The introduction of the techniques of molecular biology as tools to study skin carcinogenesis has provided more precise localization of biochemical pathways regulate the tumor phenotype. This approach has identified genetic changes that are characteristic of each of the specific stages of squamous cancer pathogenesis: initiation, exogenous promotion, premalignant progression, and malignant conversion. Initiation can result from mutations in a single gene, and the allele of the ras gene family has been identified as a frequent site for initiating mutations. Heterozygous activating mutations in c-ras(Ha) are dominant, and affected keratinocytes hyperproliferate and are resistant to signals for terminal differentiation. An important pathway impacted by c-ras(Ha) activation is the protein kinase C (PKC) pathway, a major regulator of differentiation. Increased activity of PKCα and suppression of PKCδ by tyrosine phosphorylation contribute to the phenotypic consequences of ras(Ha) gene activation in keratinocytes. Tumor promoters disturb epidermal homeostasis and cause selective clonal expansion of initiated cells to produce multiple benign squamous papillomas. Resistance to differentiation and enhanced growth rate of initiated cells impart a growth advantage when the epidermis is exposed to promoters. The frequency of premalignant progression varies among papillomas, and subpopulations at high risk for progression have been identified. These high-risk papillomas overexpress the α6β4 integrin and are deficient in transforming growth factor β1 and β2 peptides, two changes associated with a very high proliferation rate in this subset of tumors. The introduction of an oncogenic ras(Ha) gene into epidermal cells derived from transgenic mice with a null mutation in the TGFβ1 gene have an accelerated rate of malignant progression when examined in vivo. Thus members of the TGFβ gene family contribute a tumor-suppressor function in carcinogenesis.
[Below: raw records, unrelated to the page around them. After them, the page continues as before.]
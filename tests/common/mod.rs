//! Shared test utilities for the starwars test suite.
//!
//! # Usage
//!
//! ```rust,ignore
//! mod common;
//! use common::*;
//! ```

#![allow(dead_code)]

use std::io::Write;

use assert_cmd::Command;
use tempfile::NamedTempFile;

use starwars::modules::ModuleParams;

/// Build module params from key/value pairs
pub fn make_params(entries: &[(&str, serde_json::Value)]) -> ModuleParams {
    entries
        .iter()
        .map(|(k, v)| (k.to_string(), v.clone()))
        .collect()
}

/// Write a module arguments file the way the host does
pub fn args_file(args: serde_json::Value) -> NamedTempFile {
    let mut file = NamedTempFile::new().unwrap();
    write!(file, "{}", args).unwrap();
    file
}

/// The module binary, isolated from the caller's configuration
pub fn starwars_cmd() -> Command {
    let mut cmd = Command::cargo_bin("starwars").unwrap();
    cmd.env("STARWARS_CONFIG", "/nonexistent/starwars.toml")
        .env_remove("STARWARS_SCHEME")
        .env_remove("STARWARS_OUTPUT")
        .env_remove("RUST_LOG")
        .env("NO_COLOR", "1");
    cmd
}

/// Run the binary on an args file and parse its stdout
pub fn run_args(args: serde_json::Value) -> (i32, serde_json::Value) {
    let file = args_file(args);
    let output = starwars_cmd().arg(file.path()).output().unwrap();
    let code = output.status.code().unwrap_or(-1);
    let json = serde_json::from_slice(&output.stdout).unwrap();
    (code, json)
}
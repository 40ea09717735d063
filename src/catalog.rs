//! Star Wars saga catalog
//!
//! The nine saga films as a static table, plus the two orderings used to map a
//! 1-based position onto a film: chronological (story order) and released
//! (theatrical order).

use crate::modules::{ModuleError, ModuleResult};
use serde::{Deserialize, Serialize};
use std::fmt;
use std::str::FromStr;

/// Number of films in the catalog
pub const MOVIE_COUNT: usize = 9;

/// The trilogy a film belongs to
#[derive(Debug, Clone, Copy, PartialEq, Eq, Hash, Serialize, Deserialize)]
pub enum Trilogy {
    Original,
    Prequel,
    Sequel,
}

impl Trilogy {
    pub fn as_str(&self) -> &'static str {
        match self {
            Trilogy::Original => "Original",
            Trilogy::Prequel => "Prequel",
            Trilogy::Sequel => "Sequel",
        }
    }
}

impl fmt::Display for Trilogy {
    fn fmt(&self, f: &mut fmt::Formatter<'_>) -> fmt::Result {
        f.pad(self.as_str())
    }
}

/// Static metadata for a single film
#[derive(Debug, Clone, Copy, PartialEq, Eq)]
pub struct MovieRecord {
    /// Release number, 1-based
    pub id: u8,
    /// Box office title
    pub title: &'static str,
    /// Trilogy the film is part of
    pub trilogy: Trilogy,
    /// Position of the film within its trilogy (1..=3)
    pub sequence: u8,
}

/// Films indexed by `id - 1`.
///
/// Entry 7 carries sequence 1: The Force Awakens opens the Sequel trilogy.
pub static MOVIES: [MovieRecord; MOVIE_COUNT] = [
    MovieRecord {
        id: 1,
        title: "Episode IV – A New Hope",
        trilogy: Trilogy::Original,
        sequence: 1,
    },
    MovieRecord {
        id: 2,
        title: "Episode V – The Empire Strikes Back",
        trilogy: Trilogy::Original,
        sequence: 2,
    },
    MovieRecord {
        id: 3,
        title: "Episode VI – Return of the Jedi",
        trilogy: Trilogy::Original,
        sequence: 3,
    },
    MovieRecord {
        id: 4,
        title: "Episode I – The Phantom Menace",
        trilogy: Trilogy::Prequel,
        sequence: 1,
    },
    MovieRecord {
        id: 5,
        title: "Episode II – Attack of the Clones",
        trilogy: Trilogy::Prequel,
        sequence: 2,
    },
    MovieRecord {
        id: 6,
        title: "Episode III – Revenge of the Sith",
        trilogy: Trilogy::Prequel,
        sequence: 3,
    },
    MovieRecord {
        id: 7,
        title: "Episode VII – The Force Awakens",
        trilogy: Trilogy::Sequel,
        sequence: 1,
    },
    MovieRecord {
        id: 8,
        title: "Episode VIII – The Last Jedi",
        trilogy: Trilogy::Sequel,
        sequence: 2,
    },
    MovieRecord {
        id: 9,
        title: "Episode IX – The Rise of Skywalker",
        trilogy: Trilogy::Sequel,
        sequence: 3,
    },
];

const RELEASED_ORDER: [u8; MOVIE_COUNT] = [1, 2, 3, 4, 5, 6, 7, 8, 9];
const CHRONOLOGICAL_ORDER: [u8; MOVIE_COUNT] = [4, 5, 6, 1, 2, 3, 7, 8, 9];

/// Ordering used to map a position onto a film
#[derive(Debug, Clone, Copy, PartialEq, Eq, Hash, Default, Serialize, Deserialize)]
#[serde(rename_all = "lowercase")]
pub enum OrderingScheme {
    /// Story order: prequels first
    #[default]
    Chronological,
    /// Theatrical release order
    Released,
}

impl OrderingScheme {
    /// All recognized schemes
    pub const ALL: [OrderingScheme; 2] = [OrderingScheme::Chronological, OrderingScheme::Released];

    /// Movie ids in the order this scheme presents them
    pub fn order(&self) -> &'static [u8; MOVIE_COUNT] {
        match self {
            OrderingScheme::Chronological => &CHRONOLOGICAL_ORDER,
            OrderingScheme::Released => &RELEASED_ORDER,
        }
    }

    pub fn as_str(&self) -> &'static str {
        match self {
            OrderingScheme::Chronological => "chronological",
            OrderingScheme::Released => "released",
        }
    }
}

impl fmt::Display for OrderingScheme {
    fn fmt(&self, f: &mut fmt::Formatter<'_>) -> fmt::Result {
        f.pad(self.as_str())
    }
}

impl FromStr for OrderingScheme {
    type Err = ModuleError;

    fn from_str(s: &str) -> Result<Self, Self::Err> {
        match s {
            "chronological" => Ok(OrderingScheme::Chronological),
            "released" => Ok(OrderingScheme::Released),
            other => Err(ModuleError::InvalidScheme(other.to_string())),
        }
    }
}

/// The values reported back for a resolved position
#[derive(Debug, Clone, PartialEq, Eq, Serialize)]
pub struct MovieLookup {
    pub title: &'static str,
    pub trilogy: Trilogy,
    pub trilogy_sequence: u8,
}

impl From<&MovieRecord> for MovieLookup {
    fn from(record: &MovieRecord) -> Self {
        Self {
            title: record.title,
            trilogy: record.trilogy,
            trilogy_sequence: record.sequence,
        }
    }
}

impl fmt::Display for MovieLookup {
    fn fmt(&self, f: &mut fmt::Formatter<'_>) -> fmt::Result {
        write!(
            f,
            "{} ({} #{})",
            self.title, self.trilogy, self.trilogy_sequence
        )
    }
}

/// Get a film by its release number
pub fn record(id: u8) -> Option<&'static MovieRecord> {
    MOVIES.iter().find(|m| m.id == id)
}

/// Resolve a 1-based position under the given scheme
pub fn lookup(position: i64, scheme: OrderingScheme) -> ModuleResult<MovieLookup> {
    let index = usize::try_from(position)
        .ok()
        .and_then(|p| p.checked_sub(1))
        .filter(|i| *i < MOVIE_COUNT)
        .ok_or(ModuleError::InvalidMovieNumber { movie: position })?;

    let id = scheme.order()[index];
    record(id)
        .map(MovieLookup::from)
        .ok_or(ModuleError::InvalidMovieNumber { movie: position })
}

/// Resolve a position with the scheme given by name.
///
/// The position is validated before the scheme.
pub fn resolve(position: i64, scheme: &str) -> ModuleResult<MovieLookup> {
    if !(1..=MOVIE_COUNT as i64).contains(&position) {
        return Err(ModuleError::InvalidMovieNumber { movie: position });
    }
    lookup(position, scheme.parse()?)
}

/// Iterate `(position, film)` pairs in scheme order
pub fn iter(scheme: OrderingScheme) -> impl Iterator<Item = (usize, &'static MovieRecord)> {
    scheme
        .order()
        .iter()
        .enumerate()
        .filter_map(|(i, id)| record(*id).map(|m| (i + 1, m)))
}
Accelerated malignant progression is also found with v-ras(Ha) transduced keratinocytes from skin of mice with a null mutation in the p53 gene. The similarities in risk for malignant conversion by initiated keratinocytes from TGβ1 and p53 null geneotypes suggest that a common, growth-related pathway may underly the tumor-suppressive functions of these proteins in the skin carcinogenesis model.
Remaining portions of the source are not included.